Cecily lived out the balance of her life quietly, far from court. In the royal account books, there is a gap in the record of her final years. Existing details about her final years in this last marriage are scanty and conflicting. Two children, Richard and Margaret (or Margery) are mentioned in the enhanced copy, dated 1602, of the heraldic Visitation of Hampshire (1576) made by Smythe, Rouge Dragon pursuivant at the College of Arms, indicating that they lived, married, and had offspring. The children of the princess and her last husband were granted no royal titles or styles, nor did they enjoy any royal favours, lands, or positions at court, nor, indeed, any public recognition whatsoever. Over the centuries, any memory of them has been obscured, and thus the veracity their historical existence is now difficult to substantiate.

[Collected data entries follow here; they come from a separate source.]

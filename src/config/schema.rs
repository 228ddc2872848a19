//! Configuration schema definitions.
//!
//! This module defines the complete configuration structure for the tracker.
//! All types derive Serde traits for deserialization from config files.

use serde::{Deserialize, Serialize};

/// Root configuration for the tracking service.
#[derive(Debug, Clone, Deserialize, Serialize, Default)]
#[serde(default)]
pub struct TrackerConfig {
    /// Listener configuration (bind address).
    pub listener: ListenerConfig,

    /// Identifier cookie settings.
    pub cookies: CookieConfig,

    /// Canonical site that untracked paths redirect to.
    pub redirect: RedirectConfig,

    /// Static payload locations.
    pub assets: AssetConfig,

    /// Diagnostic response headers.
    pub diagnostics: DiagnosticsConfig,

    /// Timeout configuration.
    pub timeouts: TimeoutConfig,

    /// Observability settings.
    pub observability: ObservabilityConfig,
}

/// Listener configuration.
#[derive(Debug, Clone, Deserialize, Serialize)]
#[serde(default)]
pub struct ListenerConfig {
    /// Bind address (e.g., "0.0.0.0:8080").
    pub bind_address: String,
}

impl Default for ListenerConfig {
    fn default() -> Self {
        Self {
            bind_address: "0.0.0.0:8080".to_string(),
        }
    }
}

/// Identifier cookie configuration.
#[derive(Debug, Clone, PartialEq, Eq, Deserialize, Serialize)]
#[serde(default)]
pub struct CookieConfig {
    /// Name of the anonymous per-browser identifier cookie.
    pub primary_name: String,

    /// Name of the caller-supplied identifier cookie.
    pub secondary_name: String,

    /// Refresh or clear the secondary cookie on tracked responses.
    pub secondary_enabled: bool,

    /// Lifetime of identifier cookies in days.
    pub ttl_days: u32,
}

impl Default for CookieConfig {
    fn default() -> Self {
        Self {
            primary_name: "aguid".to_string(),
            secondary_name: "myguid".to_string(),
            secondary_enabled: true,
            ttl_days: 365,
        }
    }
}

/// Redirect configuration.
#[derive(Debug, Clone, Deserialize, Serialize)]
#[serde(default)]
pub struct RedirectConfig {
    /// Scheme and host (no path) prepended to the original request path.
    pub origin: String,
}

impl Default for RedirectConfig {
    fn default() -> Self {
        Self {
            origin: "http://www.my.jobs".to_string(),
        }
    }
}

/// Static asset locations, read once at startup.
#[derive(Debug, Clone, Deserialize, Serialize)]
#[serde(default)]
pub struct AssetConfig {
    /// Path to the 1x1 tracking GIF.
    pub pixel_path: String,

    /// Path to the favicon.
    pub favicon_path: String,
}

impl Default for AssetConfig {
    fn default() -> Self {
        Self {
            pixel_path: "assets/pixel.gif".to_string(),
            favicon_path: "assets/favicon.ico".to_string(),
        }
    }
}

/// Diagnostic header configuration.
#[derive(Debug, Clone, Deserialize, Serialize)]
#[serde(default)]
pub struct DiagnosticsConfig {
    /// Echo `X-User-Agent` and `X-Uri-Query` on tracked responses.
    pub echo_headers: bool,
}

impl Default for DiagnosticsConfig {
    fn default() -> Self {
        Self { echo_headers: true }
    }
}

/// Timeout configuration.
#[derive(Debug, Clone, Deserialize, Serialize)]
#[serde(default)]
pub struct TimeoutConfig {
    /// Request timeout (total time for request/response) in seconds.
    pub request_secs: u64,
}

impl Default for TimeoutConfig {
    fn default() -> Self {
        Self { request_secs: 30 }
    }
}

/// Observability configuration.
#[derive(Debug, Clone, Deserialize, Serialize)]
#[serde(default)]
pub struct ObservabilityConfig {
    /// Log level (trace, debug, info, warn, error).
    pub log_level: String,

    /// Enable metrics endpoint.
    pub metrics_enabled: bool,

    /// Metrics endpoint bind address.
    pub metrics_address: String,
}

impl Default for ObservabilityConfig {
    fn default() -> Self {
        Self {
            log_level: "info".to_string(),
            metrics_enabled: false,
            metrics_address: "0.0.0.0:9090".to_string(),
        }
    }
}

Princess Cecily died in 1507, at the age of 38, only a few years after contracting her last marriage. She lived at East Standen in the Isle of Wight, not in great wealth.

According to Edward Hall's Chronicle, she was buried in relative obscurity in Quarr Abbey, Isle of Wight. Horrox disputes this pointing to evidence from the Beaufort account books that states she died at Hatfield, Hertfordshire, after a three-week sojourn there, and was buried at a place that must have been local, known as "the friars" (perhaps the friary at Kings Langley, associated with the House of York and where Edmund of Langley, 1st Duke of York was buried). The writ of diem clausit extremum, which supplies her death date, styles her as "late wife of John, late Viscount Wells", omitting any reference to her last husband or their children. If she was indeed buried in the precincts of Quarr Abbey, near her last home, then Cecily's tomb and any record of its precise location was lost when Quarr Abbey was destroyed during the Henry VIII's dissolution of the monasteries. Quarr's building materials were reused.

A stained glass portrait of Cecily, originally from a larger "royal window" depicting Edward IV's family is in the north transept of Canterbury Cathedral, and another stained panel is now in Glasgow's Burrell Collection. These are, along with another window in the parish church of Little Malvern, Worcestershire, her only surviving memorials.